Dreessen: Keineswegs. Wir haben diesen Bereitschaftsdienst vor vier oder fünf Jahren eingerichtet, weil mutmaßlich organisierte Diebesbanden die Festivalbesucher bestohlen haben. Sie traten wie normale Fans auf und entwendeten aus den Zelten und im Gedränge vor den Bühnen Geldbörsen und Bargeld. Man konnte das damals sogar auf Videos ganz gut verfolgen.

LTO: Aber braucht es denn für solche Delikte einen Bereitschaftsdienst bei der Staatsanwaltschaft? Sie würden ja wohl kaum einen Haftbefehl gegen einen Dieb erlassen?

Dreessen: Normalerweise natürlich nicht. Aber es muss schon jemand bereit stehen, um gegebenenfalls notwendige Anträge beim Ermittlungsrichter zu stellen. Und wir beantragen natürlich  sehr wohl einen Haftbefehl, wenn wir Anhaltspunkte dafür haben, dass ein organisierter, gewerbsmäßiger Diebstahl vorliegt oder es sich um reisende Täter handelt, auf die wir nicht wieder Zugriff erhalten würden. In diesen Fällen kann man ja auch eine Hauptverhandlungshaft nach § 127b Strafprozessordnung mit dem Ziel einer zeitnahen Verurteilung beantragen.

"Normalerweise machen den Bereitschaftsdienst junge Kollegen"

LTO: Und, wie viele Anträge haben Sie gestellt?

Dreessen: Glücklicherweise keinen einzigen in diesem Jahr. Anders als in den vergangenen Jahren, als durchaus reisende Diebe festgenommen und auch verurteilt worden sind, gab es 2014 während meiner Bereitschaft keinen einzigen Anruf. Außer dem schrecklichen tödlichen Verkehrsunfall, der sich am Donnerstag  außerhalb des Geländes ereignet hat, haben wir nichts Ungewöhnliches zu verzeichnen.

LTO: Wie läuft denn die Vergabe des Bereitschaftsdienstes für Wacken ab? Wollen den alle Kollegen übernehmen oder keiner?
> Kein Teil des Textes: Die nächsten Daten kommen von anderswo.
//! Yao's garbled circuits with a special-correctness cipher and trial-decryption evaluation.
//!
//! The garbler turns a [`circuit::Circuit`] into one shuffled four-entry table per
//! gate. The evaluator opens each table by trial decryption with the two keys it
//! holds for the gate's inputs, and the garbler decodes the resulting output keys.

/// Special-correctness cipher and its keystream
pub mod cipher;
/// Circuit model, Boolean functions and plaintext evaluation
pub mod circuit;
/// Shared constants used across the library
pub mod constants;
/// Gate function counting utilities
pub mod counter;
/// Plaintext bits to wire keys and back
pub mod encoding;
/// Error types
pub mod error;
/// Garbled circuit evaluation functionality
pub mod evaluator;
/// Circuit garbling using Yao's protocol
pub mod garbler;
/// Wire keys and per-circuit key storage
pub mod keys;
/// Oblivious transfer (OT) contract and ideal functionality
pub mod ot;
/// Textual circuit description format
pub mod parser;
/// Progress reporting helpers
pub mod progress;
/// Garbler and evaluator sessions
pub mod protocol;
/// Buffered line reader for circuit descriptions
pub mod stream;
/// Wire usage analysis for key lifetime management
pub mod wire_analyzer;

pub use circuit::{BooleanFunction, Circuit, CircuitBuilder, Gate, WireId};
pub use error::{CircuitError, DecodeError, EncodeError, EvaluationError, OtError, ProtocolError};
pub use keys::{WireKey, WireKeyPair};
//! Blood-type compatibility: a six-input circuit and its reference table.
//!
//! A blood type is three bits `(B antigen, A antigen, Rh)`. Wires 1-3 carry the
//! receiver's bits and wires 4-6 the donor's, most significant first. The
//! expected results come from the medical compatibility table, not from the
//! circuit's own logic.

use yao::circuit::{BooleanFunction, Circuit, CircuitBuilder};
use yao::error::CircuitError;

/// The eight blood types, indexed by their 3-bit encoding
pub const BLOOD_TYPES: [&str; 8] = ["O-", "O+", "A-", "A+", "B-", "B+", "AB-", "AB+"];

/// Encoding of a blood type name, if known
pub fn blood_type_bits(name: &str) -> Option<u8> {
    BLOOD_TYPES
        .iter()
        .position(|&t| t == name)
        .map(|index| index as u8)
}

/// Expand a 3-bit blood type into its wire values, most significant first
pub fn to_bits(blood_type: u8) -> [u8; 3] {
    [(blood_type >> 2) & 1, (blood_type >> 1) & 1, blood_type & 1]
}

/// Medical compatibility table: rows are receivers, columns donors, both in
/// [`BLOOD_TYPES`] order
pub const COMPATIBILITY_TABLE: [[u8; 8]; 8] = [
    [1, 0, 0, 0, 0, 0, 0, 0], // O-  receives from O-
    [1, 1, 0, 0, 0, 0, 0, 0], // O+  from O-, O+
    [1, 0, 1, 0, 0, 0, 0, 0], // A-  from O-, A-
    [1, 1, 1, 1, 0, 0, 0, 0], // A+  from O-, O+, A-, A+
    [1, 0, 0, 0, 1, 0, 0, 0], // B-  from O-, B-
    [1, 1, 0, 0, 1, 1, 0, 0], // B+  from O-, O+, B-, B+
    [1, 0, 1, 0, 1, 0, 1, 0], // AB- from O-, A-, B-, AB-
    [1, 1, 1, 1, 1, 1, 1, 1], // AB+ from all
];

/// Can `donor` give to `receiver`, read from [`COMPATIBILITY_TABLE`]
pub fn compatible(receiver: u8, donor: u8) -> bool {
    COMPATIBILITY_TABLE[receiver as usize][donor as usize] == 1
}

/// Per-antigen checks `x_i OR NOT y_i`, then an AND tree over the three results
pub fn blood_compatibility_circuit() -> Result<Circuit, CircuitError> {
    CircuitBuilder::new(6)
        .gate(7, 1, 4, BooleanFunction::A_OR_NOT_B)
        .gate(8, 2, 5, BooleanFunction::A_OR_NOT_B)
        .gate(9, 3, 6, BooleanFunction::A_OR_NOT_B)
        .gate(10, 7, 8, BooleanFunction::AND)
        .gate(11, 9, 10, BooleanFunction::AND)
        .build()
}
Dreessen (lacht):  Es hat sich mit der Zeit so herausgebildet, dass das hauptsächlich junge Kollegen machen, die auch sonst für den Amtsgerichtsbezirk Itzehoe zuständig sind. Aber in diesem Jahr habe ich mir das auch mal angesehen.

LTO: Sie waren also vor Ort?

Dreessen: Nicht während des Festivals, nein. Dauerhaft hatten wir nur eine Rufbereitschaft eingerichtet. Ich habe mir nur am Mittwoch mal das Gelände angesehen, um einen Eindruck zu bekommen – auch von den Einsatzbedingungen der Polizei. Schließlich könnte es ja bei der Dimension des Open Air Festivals auch zu einem Großeinsatz kommen, zum Beispiel bei einem Gewitter oder dem Ausbruch einer Panik.

LTO: Wie war Ihr Eindruck?

Dreessen: Ich war beeindruckt, gleich in mehrfacher Hinsicht. Einerseits von der Größe und der Organisation des Festivals, das läuft alles sehr professionell. Die Einrichtung von Fluchtwegen, Kontrollen und die allgemeine Organisation der Polizeibeamten vor Ort war vorbildlich.

"Ausgesprochen friedlich abgelaufen – im Verhältnis zum Alkoholkonsum"

LTO: Und wenn schon Sie so wenig Arbeit hatten mit der Rufbereitschaft: Wie viel hatten denn die Beamten vor Ort zu tun? Hat das trotz der von vielen als martialisch empfundenen Heavy-Metal-Musik als friedlich, freundlich und selbst bei den Nachbarn geradezu beliebt geltende Festival seinem guten Ruf wieder alle Ehre gemacht?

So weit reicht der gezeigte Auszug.